Kisruh kenaikan BBM alias Bahan Bakar Minyak kian hari kian meruncing. Di sejumlah jalanan mulai marak terlihat berbagai aksi para demonstran, keras menyuarakan penolakan terhadap rencana pemerintah yang syarat akan pembunuhan karakter ini dengan spanduk berbagai slogan. Jelas sekali bahwa rencana pemerintah untuk menaikkan harga BBM pasti akan menimbulkan pembunuhan karakter masyarakat kecil. Hal ini dapat dibuktikan dengan meroketnya berbagai harga kebutuhan primer, sekunder, dan tersier, pasca kenaikan tersebut, sedangkan langkah itu sama sekali tidak diiringi dengan perencanaan perbaikan standarisasi upah minimum regional kerja bagi masyarakat secara global. Di sinilah rontaan terhadap perencanaan ini berawal.
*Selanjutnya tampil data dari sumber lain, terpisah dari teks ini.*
//! Structured logging setup
//!
//! Wraps `tracing-subscriber` initialization and defines the span names used
//! across `teamgen` for balancing, reveals, storage, export and configuration.

use std::path::PathBuf;
use std::sync::atomic::{AtomicBool, Ordering};

use thiserror::Error;
use tracing::Level;
use tracing_subscriber::EnvFilter;
use tracing_subscriber::layer::SubscriberExt;
use tracing_subscriber::util::SubscriberInitExt;

static TRACING_INITIALIZED: AtomicBool = AtomicBool::new(false);

/// Errors that can occur during tracing initialization
#[derive(Debug, Error)]
pub enum TracingError {
    /// Failed to initialize tracing subscriber
    #[error("Failed to initialize tracing: {0}")]
    InitializationFailed(String),

    /// Tracing already initialized
    #[error("Tracing has already been initialized")]
    AlreadyInitialized,

    /// Failed to create log file
    #[error("Failed to create log file: {0}")]
    FileCreationFailed(String),
}

/// Result type for tracing operations
pub type TracingResult<T> = Result<T, TracingError>;

/// Log level
#[derive(Debug, Clone, Copy, PartialEq, Eq, PartialOrd, Ord, Default)]
pub enum TracingLevel {
    /// Only errors
    Error,
    /// Errors and warnings (default)
    #[default]
    Warn,
    /// Adds informational messages
    Info,
    /// Adds debug messages
    Debug,
    /// Everything
    Trace,
}

impl TracingLevel {
    /// Converts to the `tracing` crate's level
    #[must_use]
    pub const fn to_tracing_level(self) -> Level {
        match self {
            Self::Error => Level::ERROR,
            Self::Warn => Level::WARN,
            Self::Info => Level::INFO,
            Self::Debug => Level::DEBUG,
            Self::Trace => Level::TRACE,
        }
    }

    /// Level for a `-v` repetition count, starting from `base`.
    ///
    /// Each occurrence raises the level by one step, saturating at trace.
    #[must_use]
    pub const fn raised_by(base: Self, verbosity: u8) -> Self {
        let start = match base {
            Self::Error => 0u8,
            Self::Warn => 1,
            Self::Info => 2,
            Self::Debug => 3,
            Self::Trace => 4,
        };
        match start.saturating_add(verbosity) {
            0 => Self::Error,
            1 => Self::Warn,
            2 => Self::Info,
            3 => Self::Debug,
            _ => Self::Trace,
        }
    }
}

impl std::str::FromStr for TracingLevel {
    type Err = ();

    fn from_str(s: &str) -> Result<Self, Self::Err> {
        match s.to_lowercase().as_str() {
            "error" => Ok(Self::Error),
            "warn" | "warning" => Ok(Self::Warn),
            "info" => Ok(Self::Info),
            "debug" => Ok(Self::Debug),
            "trace" => Ok(Self::Trace),
            _ => Err(()),
        }
    }
}

impl std::fmt::Display for TracingLevel {
    fn fmt(&self, f: &mut std::fmt::Formatter<'_>) -> std::fmt::Result {
        match self {
            Self::Error => write!(f, "error"),
            Self::Warn => write!(f, "warn"),
            Self::Info => write!(f, "info"),
            Self::Debug => write!(f, "debug"),
            Self::Trace => write!(f, "trace"),
        }
    }
}

/// Output destination for logs
#[derive(Debug, Clone, PartialEq, Eq, Default)]
pub enum TracingOutput {
    /// Standard output
    Stdout,
    /// Standard error, keeping stdout clean for command output
    #[default]
    Stderr,
    /// A log file, truncated on startup
    File {
        /// Path to the log file
        path: PathBuf,
    },
}

/// Configuration for tracing initialization
#[derive(Debug, Clone, Default)]
pub struct TracingConfig {
    /// Log level
    pub level: TracingLevel,
    /// Output destination
    pub output: TracingOutput,
    /// Whether to include thread ids in log lines
    pub thread_ids: bool,
    /// Custom filter string (overrides level if set)
    pub filter: Option<String>,
}

impl TracingConfig {
    /// Creates a configuration with default values
    #[must_use]
    pub fn new() -> Self {
        Self::default()
    }

    /// Sets the log level
    #[must_use]
    pub const fn with_level(mut self, level: TracingLevel) -> Self {
        self.level = level;
        self
    }

    /// Sets the output destination
    #[must_use]
    pub fn with_output(mut self, output: TracingOutput) -> Self {
        self.output = output;
        self
    }

    /// Enables or disables thread ids
    #[must_use]
    pub const fn with_thread_ids(mut self, enabled: bool) -> Self {
        self.thread_ids = enabled;
        self
    }

    /// Sets a custom filter string
    #[must_use]
    pub fn with_filter(mut self, filter: impl Into<String>) -> Self {
        self.filter = Some(filter.into());
        self
    }

    /// Filter directive applied when no custom filter is set
    #[must_use]
    pub fn default_directive(&self) -> String {
        format!("teamgen_core={0},teamgen={0}", self.level)
    }
}

/// Initializes the global subscriber.
///
/// Must be called at most once per process.
///
/// # Errors
///
/// Returns an error if tracing was already initialized, the custom filter is
/// invalid, the log file cannot be created, or the subscriber fails to
/// install.
pub fn init_tracing(config: &TracingConfig) -> TracingResult<()> {
    if TRACING_INITIALIZED.swap(true, Ordering::SeqCst) {
        return Err(TracingError::AlreadyInitialized);
    }

    let filter = if let Some(ref custom_filter) = config.filter {
        EnvFilter::try_new(custom_filter)
            .map_err(|e| TracingError::InitializationFailed(e.to_string()))?
    } else {
        EnvFilter::try_new(config.default_directive()).unwrap_or_else(|_| EnvFilter::new("warn"))
    };

    match &config.output {
        TracingOutput::Stdout => {
            tracing_subscriber::registry()
                .with(filter)
                .with(
                    tracing_subscriber::fmt::layer()
                        .with_target(true)
                        .with_level(true)
                        .with_thread_ids(config.thread_ids)
                        .with_writer(std::io::stdout),
                )
                .try_init()
                .map_err(|e| TracingError::InitializationFailed(e.to_string()))?;
        }
        TracingOutput::Stderr => {
            tracing_subscriber::registry()
                .with(filter)
                .with(
                    tracing_subscriber::fmt::layer()
                        .with_target(true)
                        .with_level(true)
                        .with_thread_ids(config.thread_ids)
                        .with_writer(std::io::stderr),
                )
                .try_init()
                .map_err(|e| TracingError::InitializationFailed(e.to_string()))?;
        }
        TracingOutput::File { path } => {
            let file = std::fs::File::create(path)
                .map_err(|e| TracingError::FileCreationFailed(e.to_string()))?;

            tracing_subscriber::registry()
                .with(filter)
                .with(
                    tracing_subscriber::fmt::layer()
                        .with_target(true)
                        .with_level(true)
                        .with_thread_ids(config.thread_ids)
                        .with_ansi(false)
                        .with_writer(file),
                )
                .try_init()
                .map_err(|e| TracingError::InitializationFailed(e.to_string()))?;
        }
    }

    tracing::debug!(level = %config.level, "Tracing initialized");

    Ok(())
}

/// Checks if tracing has been initialized
#[must_use]
pub fn is_tracing_initialized() -> bool {
    TRACING_INITIALIZED.load(Ordering::SeqCst)
}

/// Creates an info-level span for a named operation.
///
/// ```ignore
/// let _span = teamgen_core::trace_operation!(
///     teamgen_core::tracing::span_names::BALANCE_EXECUTE,
///     player_count = roster.len()
/// )
/// .entered();
/// ```
#[macro_export]
macro_rules! trace_operation {
    ($name:expr) => {
        tracing::info_span!($name)
    };
    ($name:expr, $($field:tt)*) => {
        tracing::info_span!($name, $($field)*)
    };
}

/// Debug-level variant of `trace_operation!` for frequent operations
#[macro_export]
macro_rules! trace_operation_debug {
    ($name:expr) => {
        tracing::debug_span!($name)
    };
    ($name:expr, $($field:tt)*) => {
        tracing::debug_span!($name, $($field)*)
    };
}

/// Standard span names
pub mod span_names {
    /// Team division
    pub const BALANCE_EXECUTE: &str = "balance.execute";
    /// Animated reveal of a division
    pub const REVEAL_RUN: &str = "reveal.run";
    /// Store file load
    pub const STORE_LOAD: &str = "store.load";
    /// Store file write
    pub const STORE_SAVE: &str = "store.save";
    /// Team export
    pub const EXPORT_EXECUTE: &str = "export.execute";
    /// Configuration load
    pub const CONFIG_LOAD: &str = "config.load";
    /// Configuration save
    pub const CONFIG_SAVE: &str = "config.save";
}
Tak berimbangnya wacana yang diduga sebagai perencanaan matang pemerintah yang memaksa masyarakat menjerit hingga serak ini begitu tidak di imbangi dengan kebijakan lain yang berupa kenaikan upah dalam sektor industri pekerjaan masyarakat itu sendiri.
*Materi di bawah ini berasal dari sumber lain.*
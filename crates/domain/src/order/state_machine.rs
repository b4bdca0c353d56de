use order_store::{
    OrderId, OrderKey, OrderPatch, OrderRecord, OrderStatus, OrderStore, PutOutcome,
};
use rust_decimal::Decimal;

use super::OrderError;
use crate::event::{CanonicalEvent, OrderCreated, OrderUpdated, PaymentConfirmed};

/// What applying one event did to the store.
#[derive(Debug, Clone, PartialEq)]
pub enum Applied {
    /// The order record was written.
    Created(OrderRecord),
    /// The record already advanced past `Created`; nothing was written.
    AlreadyAdvanced(OrderId),
    /// An existing record was updated (or inserted, for invoices).
    Updated(OrderRecord),
}

/// Applies canonical events to persisted order records.
///
/// Every operation is a single conditional store write, so applying the
/// same event twice, or two events concurrently, converges on one state.
/// Record timestamps come from the event, never from the local clock.
pub struct OrderStateMachine<S: OrderStore> {
    store: S,
}

impl<S: OrderStore> OrderStateMachine<S> {
    pub fn new(store: S) -> Self {
        Self { store }
    }

    pub fn store(&self) -> &S {
        &self.store
    }

    /// Dispatches on the event variant.
    pub async fn apply(&self, event: &CanonicalEvent) -> Result<Applied, OrderError> {
        match event {
            CanonicalEvent::OrderCreated(e) => self.apply_order_created(e).await,
            CanonicalEvent::PaymentConfirmed(e) => self.apply_payment_confirmed(e).await,
            CanonicalEvent::OrderUpdated(e) => self.apply_order_updated(e).await,
        }
    }

    /// Writes the order keyed by the checkout session id.
    #[tracing::instrument(skip(self, event), fields(order_id = %event.session_id))]
    pub async fn apply_order_created(&self, event: &OrderCreated) -> Result<Applied, OrderError> {
        let mut record = OrderRecord::new(
            OrderId::from(&event.session_id),
            Decimal::from(event.amount_total),
            event.timestamp,
        );
        record.customer_id = event.customer_id.clone();
        record.customer_email = Some(event.customer_email.clone());
        record.currency = Some(event.currency.clone());
        record.payment_intent_id = event.payment_intent_id.clone();
        record.metadata = event.metadata.clone();

        match self.store.put(record.clone()).await? {
            PutOutcome::Written => {
                tracing::info!("Order created");
                Ok(Applied::Created(record))
            }
            PutOutcome::Skipped => {
                tracing::info!("Order already advanced, keeping stored status");
                Ok(Applied::AlreadyAdvanced(record.order_id))
            }
        }
    }

    /// Confirms payment on the order carrying this payment intent.
    ///
    /// Update-only: when the order has not landed yet this fails with
    /// `OrderError::NotFound` and the transport redelivers.
    #[tracing::instrument(skip(self, event), fields(payment_intent_id = %event.payment_intent_id))]
    pub async fn apply_payment_confirmed(
        &self,
        event: &PaymentConfirmed,
    ) -> Result<Applied, OrderError> {
        let key = OrderKey::PaymentIntent(event.payment_intent_id.as_str().to_string());
        let patch = OrderPatch::touch(event.timestamp)
            .status(OrderStatus::PaymentConfirmed)
            .payment_confirmed_at(event.timestamp);

        match self.store.update_if_exists(&key, &patch).await? {
            Some(record) => {
                tracing::info!(order_id = %record.order_id, "Payment confirmed");
                Ok(Applied::Updated(record))
            }
            None => {
                tracing::warn!("No order for payment intent yet");
                Err(OrderError::NotFound(key))
            }
        }
    }

    /// Records a paid invoice under its own id.
    #[tracing::instrument(skip(self, event), fields(order_id = %event.invoice_id))]
    pub async fn apply_order_updated(&self, event: &OrderUpdated) -> Result<Applied, OrderError> {
        let amount_paid = event.amount_paid.map(Decimal::from);

        let mut seed = OrderRecord::new(
            OrderId::from(&event.invoice_id),
            amount_paid.unwrap_or(Decimal::ZERO),
            event.timestamp,
        );
        seed.status = OrderStatus::Updated;
        seed.customer_id = event.customer_id.clone();
        seed.currency = event.currency.clone();
        seed.subscription_id = event.subscription_id.clone();
        seed.amount_paid = amount_paid;
        seed.metadata = event.metadata.clone();

        let patch = OrderPatch::touch(event.timestamp)
            .status(OrderStatus::Updated)
            .subscription_id(event.subscription_id.clone())
            .amount_paid(amount_paid);

        let record = self.store.upsert(seed, &patch).await?;
        tracing::info!("Order updated");
        Ok(Applied::Updated(record))
    }
}

#[cfg(test)]
mod tests {
    use super::*;
    use chrono::{DateTime, TimeZone, Utc};
    use common::{Currency, IdempotencyKey, Metadata};
    use order_store::{InMemoryOrderStore, StoreError};

    fn at(secs: i64) -> DateTime<Utc> {
        Utc.timestamp_opt(secs, 0).unwrap()
    }

    fn order_created() -> OrderCreated {
        OrderCreated {
            session_id: IdempotencyKey::new("cs_1"),
            payment_intent_id: Some("pi_1".to_string()),
            customer_email: "a@b.com".to_string(),
            customer_id: None,
            amount_total: 2500,
            currency: Currency::parse("usd").unwrap(),
            metadata: Metadata::new(),
            timestamp: at(1_000),
        }
    }

    fn payment_confirmed() -> PaymentConfirmed {
        PaymentConfirmed {
            payment_intent_id: IdempotencyKey::new("pi_1"),
            amount: 2500,
            currency: Currency::parse("usd").unwrap(),
            customer_id: "cus_1".to_string(),
            receipt_email: None,
            metadata: Metadata::new(),
            timestamp: at(2_000),
        }
    }

    fn order_updated(subscription: Option<&str>, amount_paid: Option<i64>, ts: i64) -> OrderUpdated {
        OrderUpdated {
            invoice_id: IdempotencyKey::new("in_1"),
            customer_id: Some("cus_1".to_string()),
            subscription_id: subscription.map(String::from),
            amount_paid,
            currency: None,
            metadata: Metadata::new(),
            timestamp: at(ts),
        }
    }

    #[tokio::test]
    async fn test_order_created_is_idempotent() {
        let store = InMemoryOrderStore::new();
        let machine = OrderStateMachine::new(store.clone());

        machine.apply_order_created(&order_created()).await.unwrap();
        let first = store.get(&OrderId::new("cs_1")).await.unwrap().unwrap();

        machine.apply_order_created(&order_created()).await.unwrap();
        let second = store.get(&OrderId::new("cs_1")).await.unwrap().unwrap();

        assert_eq!(store.len().await, 1);
        assert_eq!(first, second);
        assert_eq!(first.status, OrderStatus::Created);
        assert_eq!(first.amount_total, Decimal::from(2500));
        assert_eq!(first.created_at, at(1_000));
    }

    #[tokio::test]
    async fn test_payment_confirmed_after_order() {
        let store = InMemoryOrderStore::new();
        let machine = OrderStateMachine::new(store.clone());
        machine.apply_order_created(&order_created()).await.unwrap();

        let applied = machine
            .apply_payment_confirmed(&payment_confirmed())
            .await
            .unwrap();

        let Applied::Updated(record) = applied else {
            panic!("expected Updated");
        };
        assert_eq!(record.order_id, OrderId::new("cs_1"));
        assert_eq!(record.status, OrderStatus::PaymentConfirmed);
        assert_eq!(record.payment_confirmed_at, Some(at(2_000)));
        assert_eq!(record.updated_at, at(2_000));

        // Duplicate delivery is a no-op.
        let again = machine.apply(&payment_confirmed().into()).await.unwrap();
        assert_eq!(again, Applied::Updated(record));
    }

    #[tokio::test]
    async fn test_payment_before_order_is_recoverable_not_found() {
        let store = InMemoryOrderStore::new();
        let machine = OrderStateMachine::new(store.clone());

        let err = machine
            .apply_payment_confirmed(&payment_confirmed())
            .await
            .unwrap_err();
        assert!(matches!(err, OrderError::NotFound(OrderKey::PaymentIntent(ref pi)) if pi == "pi_1"));
        assert!(err.is_recoverable());
        assert!(store.is_empty().await);

        // Once the order lands, the redelivered payment applies.
        machine.apply_order_created(&order_created()).await.unwrap();
        machine
            .apply_payment_confirmed(&payment_confirmed())
            .await
            .unwrap();
    }

    #[tokio::test]
    async fn test_late_order_created_does_not_regress() {
        let store = InMemoryOrderStore::new();
        let machine = OrderStateMachine::new(store.clone());
        machine.apply_order_created(&order_created()).await.unwrap();
        machine
            .apply_payment_confirmed(&payment_confirmed())
            .await
            .unwrap();

        let applied = machine.apply_order_created(&order_created()).await.unwrap();
        assert_eq!(applied, Applied::AlreadyAdvanced(OrderId::new("cs_1")));

        let record = store.get(&OrderId::new("cs_1")).await.unwrap().unwrap();
        assert_eq!(record.status, OrderStatus::PaymentConfirmed);
    }

    #[tokio::test]
    async fn test_order_updated_inserts_then_patches_present_fields() {
        let store = InMemoryOrderStore::new();
        let machine = OrderStateMachine::new(store.clone());

        machine
            .apply_order_updated(&order_updated(Some("sub_1"), None, 3_000))
            .await
            .unwrap();
        machine
            .apply_order_updated(&order_updated(None, Some(4200), 4_000))
            .await
            .unwrap();

        let record = store.get(&OrderId::new("in_1")).await.unwrap().unwrap();
        assert_eq!(record.status, OrderStatus::Updated);
        assert_eq!(record.subscription_id.as_deref(), Some("sub_1"));
        assert_eq!(record.amount_paid, Some(Decimal::from(4200)));
        assert_eq!(record.updated_at, at(4_000));
    }

    #[tokio::test]
    async fn test_payment_on_updated_record_is_condition_failure() {
        let store = InMemoryOrderStore::new();
        let machine = OrderStateMachine::new(store.clone());

        let mut record = OrderRecord::new(OrderId::new("in_9"), Decimal::ZERO, at(1));
        record.status = OrderStatus::Updated;
        record.payment_intent_id = Some("pi_1".to_string());
        store
            .upsert(record, &OrderPatch::touch(at(1)))
            .await
            .unwrap();

        let err = machine
            .apply_payment_confirmed(&payment_confirmed())
            .await
            .unwrap_err();
        assert!(matches!(
            err,
            OrderError::Store(StoreError::ConditionFailed { .. })
        ));
        assert!(!err.is_recoverable());
    }
}
//! Event handler trait.

use async_trait::async_trait;
use domain::CanonicalEvent;
use fanout::SecretBundle;

use crate::Result;

/// Per-batch state shared by every item in the batch.
#[derive(Debug, Clone, Default)]
pub struct BatchContext {
    /// Fetched once before dispatch when the consumer is configured with a
    /// secret name.
    pub secrets: Option<SecretBundle>,
}

/// Handles one canonical event type for a consumer.
///
/// Delivery is at-least-once: invoking a handler twice with the same event
/// must leave the same end state as invoking it once.
#[async_trait]
pub trait EventHandler: Send + Sync {
    /// Returns the name of this handler.
    fn name(&self) -> &'static str;

    /// Handles a single event.
    async fn handle(&self, event: &CanonicalEvent, ctx: &BatchContext) -> Result<()>;
}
Dapat dilogikakan bahwa apabila BBM mengalami kenaikan, sedangkan upah/gaji yang diterima oleh masyarakat dalam kurun harian, mingguan hingga bulanan masih seperti upah/gaji yang lampau (pra kenaikan BBM), hal ini pasti akan berimbas pada makin besarnya biaya pengeluaran (cost) masyarakat untuk membeli bahan bakar minyak yang kenaikannya dirasa cukup signifikan tersebut. Sementara itu, untuk menutupi kebocoran tersebut, dengan terpaksa masyarakat harus mengurangi berbagai tuntutan kebutuhannya sedikit demi sedikit. Misalkan pra kenaikan, masyarakat dapat membeli beras sebanyak 5Kg untuk bertahan selama 2 minggu, maka pasca kenaikan, masyarakat hanya mampu membeli sebanyak 3Kg dan tidak dapat lagi bertahan selama 2 minggu. Ironiskah hal ini? Tunggu dulu, ini baru salah satu potret kebutuhan sandang saja, bagaimana apabila setiap item kebutuhan lainnya juga harus ikut dikurangi jumlahnya? Tentu dapat dikonklusikan masyarakat yang hidup pra kenaikan pun sudah begitu tersiksa, apa lagi bila dihadapkan dengan hari-hari pasca kenaikan.
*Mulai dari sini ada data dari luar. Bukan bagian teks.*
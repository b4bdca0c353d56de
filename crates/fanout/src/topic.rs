//! In-memory pub/sub topic fanning out to queues.

use std::sync::Arc;
use std::sync::atomic::{AtomicBool, Ordering};

use async_trait::async_trait;
use common::MessageId;
use domain::{CanonicalEvent, EventType, QueuedEnvelope, RelayEnvelope};
use tokio::sync::RwLock;

use crate::error::PublishError;
use crate::publisher::{ATTR_EVENT_TYPE, DeliveryReceipt, EventPublisher, routing_attributes};
use crate::queue::InMemoryQueue;

/// How a queue is attached to the topic.
#[derive(Debug, Clone, Default)]
pub struct SubscriptionOptions {
    /// Deliver only these event types. Evaluated on the attribute, not the body.
    pub event_types: Option<Vec<EventType>>,
    /// Deliver the body as-is instead of wrapping it in a relay notification.
    pub raw_delivery: bool,
}

impl SubscriptionOptions {
    pub fn raw() -> Self {
        Self {
            event_types: None,
            raw_delivery: true,
        }
    }

    pub fn wrapped() -> Self {
        Self::default()
    }

    pub fn only(mut self, event_types: impl IntoIterator<Item = EventType>) -> Self {
        self.event_types = Some(event_types.into_iter().collect());
        self
    }

    fn accepts(&self, event_type: &str) -> bool {
        self.event_types
            .as_ref()
            .is_none_or(|types| types.iter().any(|t| t.as_str() == event_type))
    }
}

#[derive(Debug, Clone)]
struct Subscription {
    queue: InMemoryQueue,
    options: SubscriptionOptions,
}

#[derive(Debug, thiserror::Error)]
#[error("topic {0} is unavailable")]
struct TopicUnavailable(String);

/// In-memory topic.
///
/// Every publish is copied to each matching subscription. Relay-wrapped
/// subscriptions receive a notification document whose `Message` is the
/// canonical body.
#[derive(Debug, Clone)]
pub struct InMemoryTopic {
    arn: Arc<str>,
    subscriptions: Arc<RwLock<Vec<Subscription>>>,
    fail_on_publish: Arc<AtomicBool>,
}

impl InMemoryTopic {
    pub fn new(arn: impl Into<String>) -> Self {
        Self {
            arn: Arc::from(arn.into()),
            subscriptions: Arc::default(),
            fail_on_publish: Arc::default(),
        }
    }

    pub fn arn(&self) -> &str {
        &self.arn
    }

    /// Attaches a queue.
    pub async fn subscribe(&self, queue: InMemoryQueue, options: SubscriptionOptions) {
        tracing::debug!(
            topic = %self.arn,
            queue = queue.name(),
            raw = options.raw_delivery,
            "Queue subscribed"
        );
        self.subscriptions
            .write()
            .await
            .push(Subscription { queue, options });
    }

    /// Configures the topic to fail every publish.
    pub fn set_fail_on_publish(&self, fail: bool) {
        self.fail_on_publish.store(fail, Ordering::SeqCst);
    }
}

#[async_trait]
impl EventPublisher for InMemoryTopic {
    #[tracing::instrument(
        skip(self, event),
        fields(event_type = %event.event_type(), key = %event.idempotency_key())
    )]
    async fn publish(&self, event: &CanonicalEvent) -> Result<DeliveryReceipt, PublishError> {
        let event_type = event.event_type().as_str();

        if self.fail_on_publish.load(Ordering::SeqCst) {
            metrics::counter!("events_publish_failures", "event_type" => event_type).increment(1);
            return Err(PublishError::PublishFailed {
                event_type: event_type.to_string(),
                source: Box::new(TopicUnavailable(self.arn.to_string())),
            });
        }

        let body = event.to_json()?;
        let attributes = routing_attributes(event);
        let message_id = MessageId::new();

        let subscriptions = self.subscriptions.read().await;
        let mut delivered = 0usize;

        for subscription in subscriptions.iter() {
            let routed = attributes
                .get(ATTR_EVENT_TYPE)
                .is_some_and(|t| subscription.options.accepts(t));
            if !routed {
                continue;
            }

            let envelope = if subscription.options.raw_delivery {
                QueuedEnvelope::direct(MessageId::new(), body.clone())
            } else {
                let relay =
                    RelayEnvelope::wrap(message_id.as_str(), self.arn(), body.clone(), &attributes);
                QueuedEnvelope::relayed(MessageId::new(), serde_json::to_vec(&relay)?)
            };
            subscription.queue.send(envelope).await;
            delivered += 1;
        }

        metrics::counter!("events_published", "event_type" => event_type).increment(1);
        tracing::info!(message_id = %message_id, delivered, "Event published");

        Ok(DeliveryReceipt { message_id })
    }
}

#[cfg(test)]
mod tests {
    use super::*;
    use chrono::{TimeZone, Utc};
    use common::{Currency, IdempotencyKey, Metadata};
    use domain::{InboundEvent, OrderUpdated, PaymentConfirmed};

    fn payment() -> CanonicalEvent {
        CanonicalEvent::from(PaymentConfirmed {
            payment_intent_id: IdempotencyKey::new("pi_1"),
            amount: 2500,
            currency: Currency::parse("usd").unwrap(),
            customer_id: "cus_1".to_string(),
            receipt_email: None,
            metadata: Metadata::new(),
            timestamp: Utc.timestamp_opt(1_700_000_000, 0).unwrap(),
        })
    }

    fn invoice() -> CanonicalEvent {
        CanonicalEvent::from(OrderUpdated {
            invoice_id: IdempotencyKey::new("in_1"),
            customer_id: None,
            subscription_id: None,
            amount_paid: Some(100),
            currency: None,
            metadata: Metadata::new(),
            timestamp: Utc.timestamp_opt(1_700_000_000, 0).unwrap(),
        })
    }

    #[tokio::test]
    async fn test_fan_out_to_raw_and_wrapped_queues() {
        let topic = InMemoryTopic::new("arn:local:payments");
        let raw = InMemoryQueue::new("raw");
        let wrapped = InMemoryQueue::new("wrapped");
        topic.subscribe(raw.clone(), SubscriptionOptions::raw()).await;
        topic
            .subscribe(wrapped.clone(), SubscriptionOptions::wrapped())
            .await;

        topic.publish(&payment()).await.unwrap();

        let raw_msg = raw.receive_batch(10).await.remove(0);
        let wrapped_msg = wrapped.receive_batch(10).await.remove(0);
        assert!(!raw_msg.envelope.relay_wrapped);
        assert!(wrapped_msg.envelope.relay_wrapped);

        assert_eq!(
            raw_msg.envelope.decode().unwrap(),
            InboundEvent::Known(payment())
        );
        assert_eq!(
            wrapped_msg.envelope.decode().unwrap(),
            InboundEvent::Known(payment())
        );

        let relay: RelayEnvelope = serde_json::from_slice(&wrapped_msg.envelope.body).unwrap();
        assert_eq!(relay.attribute("event_type"), Some("payment_confirmed"));
        assert_eq!(relay.attribute("source"), Some("stripe_webhook"));
        assert_eq!(relay.topic_arn, "arn:local:payments");
    }

    #[tokio::test]
    async fn test_event_type_filter() {
        let topic = InMemoryTopic::new("arn:local:payments");
        let payments_only = InMemoryQueue::new("payments");
        topic
            .subscribe(
                payments_only.clone(),
                SubscriptionOptions::raw().only([EventType::PaymentConfirmed]),
            )
            .await;

        topic.publish(&invoice()).await.unwrap();
        assert!(payments_only.is_empty().await);

        topic.publish(&payment()).await.unwrap();
        assert_eq!(payments_only.len().await, 1);
    }

    #[tokio::test]
    async fn test_publish_failure_surfaces_cause() {
        let topic = InMemoryTopic::new("arn:local:payments");
        let queue = InMemoryQueue::new("q");
        topic.subscribe(queue.clone(), SubscriptionOptions::raw()).await;
        topic.set_fail_on_publish(true);

        let err = topic.publish(&payment()).await.unwrap_err();
        assert!(matches!(
            err,
            PublishError::PublishFailed { ref event_type, .. } if event_type == "payment_confirmed"
        ));
        assert!(std::error::Error::source(&err).is_some());
        assert!(queue.is_empty().await);
    }

    #[tokio::test]
    async fn test_publish_returns_distinct_receipts() {
        let topic = InMemoryTopic::new("arn:local:payments");
        let a = topic.publish(&payment()).await.unwrap();
        let b = topic.publish(&payment()).await.unwrap();
        assert_ne!(a.message_id, b.message_id);
    }
}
Berpatok kepada prediksi logika di atas, maka dapat ditarik benang merah atas canangan perencanaan kenaikan BBM ini, yaitu keseharian masyarakat akan kian terpuruk dalam perjalanan kehidupannya. Namun, sebenarnya, dari sedikit ulasan yang telah diterakan pada paragraf sebelumnya juga dapat dijadikan sebuah saran bagi pemerintah, agar sebelum menaikkan harga BBM, terlebih dahulu harus mencanangkan program ideal bagi masyarakat, seperti menaikkan upah kerja secara global. Hal ini merupakan langkah vital bagi pemerintah untuk dapat menenangkan amukan masyarakat yang sedang berkecamuk sampai sekarang.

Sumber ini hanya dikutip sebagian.